Fortunately, more research is being done that will help agronomists and producers figure out how to optimize both of those scenarios so the farmer gets peak economic performance as well as peak reduced impacts on the environment with their nitrogen management programs, Snyder noted.

Snyder said farmers and crop advisors know that nitrogen rates are critically important. “But, increasingly, we’re understanding the need to optimize the time, the place and the source or form of nitrogen in a given farmer’s management scenario,” he noted.

“As we get more science and understanding of some of the newer products and technologies and how to better optimize the use of those technologies in a grower’s field, the farmer and his advisor are better equipped to understand how those technologies fit into their management scheme, their cropping system and their environmental conditions.”

Snyder said there is no one technology that is the “silver bullet” that will solve both farmers’ economic and environmental challenges. Farmers need a concerted overall nutrient management plan and conservation plan with some understanding of the local water quality changes and some of the air quality changes.
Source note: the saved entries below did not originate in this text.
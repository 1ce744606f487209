use jsonwebtoken::{decode, encode, Header};
use tracing::{info, warn};

use crate::model::{Claims, LoginRequest, LoginResponse, ROOT_USERNAME};
use crate::service::password::verify_password;
use crate::service::{AuthError, AuthService};

/// Company the root account acts in when the login names none.
pub const DEFAULT_COMPANY: &str = "default";

impl AuthService {
    /// Verify credentials and issue an access token.
    ///
    /// `root` is checked against the configured hash; everyone else against
    /// the users table. Failures never say which part was wrong.
    pub fn login(&self, req: &LoginRequest) -> Result<LoginResponse, AuthError> {
        let now = chrono::Utc::now().timestamp();
        let exp = now + self.config.expire_secs as i64;

        let claims = if req.username == ROOT_USERNAME {
            if !verify_password(&req.password, &self.config.root_password_hash) {
                warn!("root login failed");
                return Err(invalid_credentials());
            }
            Claims {
                sub: ROOT_USERNAME.to_string(),
                company_id: req
                    .company_id
                    .clone()
                    .unwrap_or_else(|| DEFAULT_COMPANY.to_string()),
                permissions: Vec::new(),
                root: true,
                extended_view: true,
                iat: now,
                exp,
            }
        } else {
            let Some((user, hash)) = self.find_credentials(&req.username)? else {
                warn!("login failed for unknown user {}", req.username);
                return Err(invalid_credentials());
            };
            if !verify_password(&req.password, &hash) {
                warn!("login failed for {}", req.username);
                return Err(invalid_credentials());
            }
            Claims {
                permissions: self.permissions_for(&user.company_id, &user.roles)?,
                sub: user.id,
                company_id: user.company_id,
                root: false,
                extended_view: user.extended_view,
                iat: now,
                exp,
            }
        };

        let token = self.issue_token(&claims)?;
        info!("{} logged in to company {}", req.username, claims.company_id);
        Ok(LoginResponse {
            access_token: token,
            token_type: "Bearer".to_string(),
            expires_in: self.config.expire_secs,
        })
    }

    /// Sign claims as an HS256 JWT.
    pub fn issue_token(&self, claims: &Claims) -> Result<String, AuthError> {
        encode(&Header::default(), claims, &self.encoding_key)
            .map_err(|e| AuthError::Internal(format!("failed to encode JWT: {e}")))
    }

    /// Validate signature and expiry and return the claims.
    pub fn verify_token(&self, token: &str) -> Result<Claims, AuthError> {
        decode::<Claims>(token, &self.decoding_key, &self.validation)
            .map(|data| data.claims)
            .map_err(|e| AuthError::Unauthorized(format!("invalid token: {e}")))
    }
}

fn invalid_credentials() -> AuthError {
    AuthError::Unauthorized("invalid credentials".into())
}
“We’re seeing a greater need for communications between crop advisors and farmers, university and government research scientists as well as some of our water quality stakeholders and environmental NGOs (non-governmental organizations),” he said. “We can share knowledge with each other and continue to move forward and produce food to sustain the human family around the globe while lessening our environmental impact.”

Increasingly erratic weather patterns are also causing farmers to re-evaluate their nitrogen strategies. Some of the new technologies, such as urease inhibitors and denitrification inhibitors may begin to play a larger role in farmers’ nitrogen application strategies, as a result, he said.